Task brief: In the data that follows, count each line holding the string "Some"; answer with the number only.

Data entries
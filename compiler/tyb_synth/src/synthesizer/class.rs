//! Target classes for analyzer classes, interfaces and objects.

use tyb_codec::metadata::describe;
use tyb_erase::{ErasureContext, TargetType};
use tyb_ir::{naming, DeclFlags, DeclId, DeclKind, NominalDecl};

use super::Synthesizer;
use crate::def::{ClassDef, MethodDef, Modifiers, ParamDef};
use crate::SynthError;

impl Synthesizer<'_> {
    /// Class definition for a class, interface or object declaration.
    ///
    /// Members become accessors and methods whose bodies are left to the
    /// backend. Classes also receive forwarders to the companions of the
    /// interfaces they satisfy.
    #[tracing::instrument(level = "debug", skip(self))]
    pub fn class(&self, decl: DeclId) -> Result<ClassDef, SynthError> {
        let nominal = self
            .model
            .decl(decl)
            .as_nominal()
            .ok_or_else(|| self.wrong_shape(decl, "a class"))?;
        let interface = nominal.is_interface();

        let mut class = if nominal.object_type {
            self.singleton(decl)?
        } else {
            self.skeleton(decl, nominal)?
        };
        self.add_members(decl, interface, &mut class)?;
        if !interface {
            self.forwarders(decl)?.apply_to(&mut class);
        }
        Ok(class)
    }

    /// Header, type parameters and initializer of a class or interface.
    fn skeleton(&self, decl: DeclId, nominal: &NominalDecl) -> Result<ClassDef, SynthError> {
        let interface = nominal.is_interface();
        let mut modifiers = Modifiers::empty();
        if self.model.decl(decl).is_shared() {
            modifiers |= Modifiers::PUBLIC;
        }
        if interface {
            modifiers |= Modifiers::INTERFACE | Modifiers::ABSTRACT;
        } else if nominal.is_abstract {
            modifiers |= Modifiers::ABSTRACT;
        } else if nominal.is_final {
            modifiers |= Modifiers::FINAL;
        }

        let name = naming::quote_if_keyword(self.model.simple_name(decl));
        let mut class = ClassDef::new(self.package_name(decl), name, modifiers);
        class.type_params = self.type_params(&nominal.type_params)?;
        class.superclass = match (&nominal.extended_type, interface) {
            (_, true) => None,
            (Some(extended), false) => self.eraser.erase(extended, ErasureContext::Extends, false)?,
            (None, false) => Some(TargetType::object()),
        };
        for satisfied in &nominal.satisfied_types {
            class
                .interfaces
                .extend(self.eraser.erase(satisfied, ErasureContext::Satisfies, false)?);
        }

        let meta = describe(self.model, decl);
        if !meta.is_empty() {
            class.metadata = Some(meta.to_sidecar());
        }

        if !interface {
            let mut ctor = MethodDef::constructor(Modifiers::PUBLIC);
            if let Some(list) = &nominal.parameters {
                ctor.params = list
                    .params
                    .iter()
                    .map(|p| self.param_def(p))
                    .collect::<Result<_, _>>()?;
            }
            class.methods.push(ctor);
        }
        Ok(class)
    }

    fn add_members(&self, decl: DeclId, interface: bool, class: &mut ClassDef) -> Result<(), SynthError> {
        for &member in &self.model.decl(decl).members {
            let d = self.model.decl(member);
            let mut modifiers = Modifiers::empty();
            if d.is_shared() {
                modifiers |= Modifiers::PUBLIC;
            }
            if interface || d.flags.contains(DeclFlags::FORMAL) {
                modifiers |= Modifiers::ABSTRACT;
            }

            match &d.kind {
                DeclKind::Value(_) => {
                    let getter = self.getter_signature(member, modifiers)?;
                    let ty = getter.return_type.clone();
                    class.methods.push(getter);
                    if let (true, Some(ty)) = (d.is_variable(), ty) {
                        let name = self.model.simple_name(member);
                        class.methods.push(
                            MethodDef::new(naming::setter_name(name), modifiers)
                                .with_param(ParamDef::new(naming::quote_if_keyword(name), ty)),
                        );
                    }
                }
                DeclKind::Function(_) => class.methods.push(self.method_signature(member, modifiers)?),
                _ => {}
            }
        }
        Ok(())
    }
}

Exercise output: 5